## [Aim of the exercise]
Reproduce the entries below exactly, but only from the line containing "icc_profile, exif, xmp" to the line containing "the shift-compensation and", inclusive.

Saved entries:
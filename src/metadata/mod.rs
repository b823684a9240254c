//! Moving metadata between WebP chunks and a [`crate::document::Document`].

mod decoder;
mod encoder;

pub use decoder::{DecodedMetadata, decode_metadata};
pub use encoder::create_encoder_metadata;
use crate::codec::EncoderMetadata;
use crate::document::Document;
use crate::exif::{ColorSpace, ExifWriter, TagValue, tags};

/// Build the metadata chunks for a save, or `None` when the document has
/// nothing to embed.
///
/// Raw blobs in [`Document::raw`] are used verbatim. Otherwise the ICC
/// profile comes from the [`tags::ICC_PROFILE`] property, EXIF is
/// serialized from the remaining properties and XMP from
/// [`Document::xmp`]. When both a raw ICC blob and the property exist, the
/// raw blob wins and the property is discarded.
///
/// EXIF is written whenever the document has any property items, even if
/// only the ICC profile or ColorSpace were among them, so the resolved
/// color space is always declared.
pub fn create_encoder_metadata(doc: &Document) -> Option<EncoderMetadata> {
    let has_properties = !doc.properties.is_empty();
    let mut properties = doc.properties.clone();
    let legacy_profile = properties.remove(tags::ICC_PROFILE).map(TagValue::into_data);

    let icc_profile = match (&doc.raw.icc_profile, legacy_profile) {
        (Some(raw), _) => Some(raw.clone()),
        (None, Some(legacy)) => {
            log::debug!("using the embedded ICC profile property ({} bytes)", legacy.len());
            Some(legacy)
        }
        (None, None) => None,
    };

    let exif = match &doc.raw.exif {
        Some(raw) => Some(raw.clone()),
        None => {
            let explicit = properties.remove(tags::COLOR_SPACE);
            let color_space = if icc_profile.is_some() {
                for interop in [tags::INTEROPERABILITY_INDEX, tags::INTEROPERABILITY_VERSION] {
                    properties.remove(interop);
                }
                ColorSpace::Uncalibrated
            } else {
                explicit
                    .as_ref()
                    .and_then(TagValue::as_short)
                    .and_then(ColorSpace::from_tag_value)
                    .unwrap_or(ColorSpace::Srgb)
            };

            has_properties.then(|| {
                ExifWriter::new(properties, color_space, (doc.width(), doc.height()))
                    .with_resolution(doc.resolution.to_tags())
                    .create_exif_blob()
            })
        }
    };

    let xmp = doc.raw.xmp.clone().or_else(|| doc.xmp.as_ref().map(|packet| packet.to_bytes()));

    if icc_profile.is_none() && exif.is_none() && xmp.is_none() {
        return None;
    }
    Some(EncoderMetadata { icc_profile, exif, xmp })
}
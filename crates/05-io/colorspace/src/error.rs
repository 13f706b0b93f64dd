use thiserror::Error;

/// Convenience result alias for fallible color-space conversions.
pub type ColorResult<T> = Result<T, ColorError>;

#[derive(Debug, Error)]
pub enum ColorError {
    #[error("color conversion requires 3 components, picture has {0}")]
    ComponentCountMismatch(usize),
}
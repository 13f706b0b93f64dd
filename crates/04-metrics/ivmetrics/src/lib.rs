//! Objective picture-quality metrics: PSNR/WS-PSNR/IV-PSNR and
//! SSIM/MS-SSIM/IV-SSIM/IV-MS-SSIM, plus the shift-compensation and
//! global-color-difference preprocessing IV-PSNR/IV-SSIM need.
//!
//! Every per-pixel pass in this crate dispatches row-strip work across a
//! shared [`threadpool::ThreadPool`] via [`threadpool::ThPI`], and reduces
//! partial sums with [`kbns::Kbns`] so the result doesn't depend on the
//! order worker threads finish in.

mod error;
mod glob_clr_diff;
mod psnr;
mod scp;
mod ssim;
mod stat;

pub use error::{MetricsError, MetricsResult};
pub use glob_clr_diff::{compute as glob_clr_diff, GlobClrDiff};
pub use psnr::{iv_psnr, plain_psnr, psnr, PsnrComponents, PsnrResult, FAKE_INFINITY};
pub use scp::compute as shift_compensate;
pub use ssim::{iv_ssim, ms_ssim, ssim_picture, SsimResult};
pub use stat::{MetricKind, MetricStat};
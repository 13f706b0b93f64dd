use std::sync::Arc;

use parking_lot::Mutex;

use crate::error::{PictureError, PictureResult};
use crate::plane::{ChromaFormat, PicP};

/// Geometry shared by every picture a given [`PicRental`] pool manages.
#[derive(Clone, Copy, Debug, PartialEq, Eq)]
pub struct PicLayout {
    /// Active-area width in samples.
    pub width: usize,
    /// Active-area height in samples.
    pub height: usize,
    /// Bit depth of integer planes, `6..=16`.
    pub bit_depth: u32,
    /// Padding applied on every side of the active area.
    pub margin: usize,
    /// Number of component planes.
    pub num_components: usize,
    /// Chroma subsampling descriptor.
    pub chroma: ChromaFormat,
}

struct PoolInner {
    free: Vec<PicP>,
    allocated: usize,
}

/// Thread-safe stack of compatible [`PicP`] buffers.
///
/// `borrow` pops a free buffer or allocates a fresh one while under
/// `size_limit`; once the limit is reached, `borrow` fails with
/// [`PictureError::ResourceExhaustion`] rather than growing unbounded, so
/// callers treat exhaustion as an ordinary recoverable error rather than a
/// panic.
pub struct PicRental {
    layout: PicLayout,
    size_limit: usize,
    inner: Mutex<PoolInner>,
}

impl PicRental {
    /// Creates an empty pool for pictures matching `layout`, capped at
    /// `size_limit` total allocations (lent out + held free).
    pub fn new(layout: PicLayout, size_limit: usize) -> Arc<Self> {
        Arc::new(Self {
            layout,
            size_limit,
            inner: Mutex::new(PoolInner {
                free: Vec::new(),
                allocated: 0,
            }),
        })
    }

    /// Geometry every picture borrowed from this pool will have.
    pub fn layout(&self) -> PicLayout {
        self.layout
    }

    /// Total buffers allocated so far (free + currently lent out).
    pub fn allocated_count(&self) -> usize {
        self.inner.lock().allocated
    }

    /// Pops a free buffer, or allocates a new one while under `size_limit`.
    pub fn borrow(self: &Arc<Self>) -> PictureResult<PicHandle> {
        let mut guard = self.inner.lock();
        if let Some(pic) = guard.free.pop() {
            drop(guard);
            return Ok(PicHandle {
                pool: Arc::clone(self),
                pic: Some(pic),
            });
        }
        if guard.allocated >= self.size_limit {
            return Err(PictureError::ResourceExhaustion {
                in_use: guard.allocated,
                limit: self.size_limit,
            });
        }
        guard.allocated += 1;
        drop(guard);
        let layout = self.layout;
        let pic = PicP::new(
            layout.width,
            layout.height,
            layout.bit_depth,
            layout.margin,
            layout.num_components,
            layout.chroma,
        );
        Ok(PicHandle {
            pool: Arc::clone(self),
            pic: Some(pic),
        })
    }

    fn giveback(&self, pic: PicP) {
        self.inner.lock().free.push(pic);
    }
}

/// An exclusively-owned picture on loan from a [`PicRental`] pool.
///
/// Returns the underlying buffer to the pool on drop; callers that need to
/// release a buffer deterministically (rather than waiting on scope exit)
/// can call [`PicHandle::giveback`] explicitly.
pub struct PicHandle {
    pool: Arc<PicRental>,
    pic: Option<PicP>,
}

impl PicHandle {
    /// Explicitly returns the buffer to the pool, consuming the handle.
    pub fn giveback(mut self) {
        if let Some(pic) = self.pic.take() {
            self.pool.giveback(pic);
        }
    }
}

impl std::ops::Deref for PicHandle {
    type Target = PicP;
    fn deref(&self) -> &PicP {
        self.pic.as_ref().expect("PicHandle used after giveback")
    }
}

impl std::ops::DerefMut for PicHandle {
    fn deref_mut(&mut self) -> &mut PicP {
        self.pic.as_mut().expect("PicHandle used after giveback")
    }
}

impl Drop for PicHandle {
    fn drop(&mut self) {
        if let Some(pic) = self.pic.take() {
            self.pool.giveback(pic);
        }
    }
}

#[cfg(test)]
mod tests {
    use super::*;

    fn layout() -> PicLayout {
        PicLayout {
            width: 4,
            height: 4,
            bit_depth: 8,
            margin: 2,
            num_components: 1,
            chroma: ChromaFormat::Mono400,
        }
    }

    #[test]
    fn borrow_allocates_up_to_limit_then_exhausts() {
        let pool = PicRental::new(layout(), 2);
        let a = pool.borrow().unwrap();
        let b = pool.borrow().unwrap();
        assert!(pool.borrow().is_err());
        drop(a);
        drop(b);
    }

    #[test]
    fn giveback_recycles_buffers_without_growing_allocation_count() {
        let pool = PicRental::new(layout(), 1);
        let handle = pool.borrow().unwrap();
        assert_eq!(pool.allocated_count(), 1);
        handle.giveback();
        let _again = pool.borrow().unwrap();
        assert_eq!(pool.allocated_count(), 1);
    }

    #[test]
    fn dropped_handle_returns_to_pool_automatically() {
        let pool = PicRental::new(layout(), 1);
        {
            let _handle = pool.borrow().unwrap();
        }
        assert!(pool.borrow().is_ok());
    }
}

## [Your solution]
    Some(EncoderMetadata { icc_profile, exif, xmp })
}
filename crates/05-io/colorspace/src/error.rs
repository 13f706b0b93f64dd
use thiserror::Error;

/// Convenience result alias for fallible color-space conversions.
pub type ColorResult<T> = Result<T, ColorError>;

#[derive(Debug, Error)]
pub enum ColorError {
    #[error("color conversion requires 3 components, picture has {0}")]
    ComponentCountMismatch(usize),
}
repository 13f706b0b93f64dd
filename crates/04-metrics/ivmetrics/src/lib.rs
//! Objective picture-quality metrics: PSNR/WS-PSNR/IV-PSNR and
//! SSIM/MS-SSIM/IV-SSIM/IV-MS-SSIM, plus the shift-compensation and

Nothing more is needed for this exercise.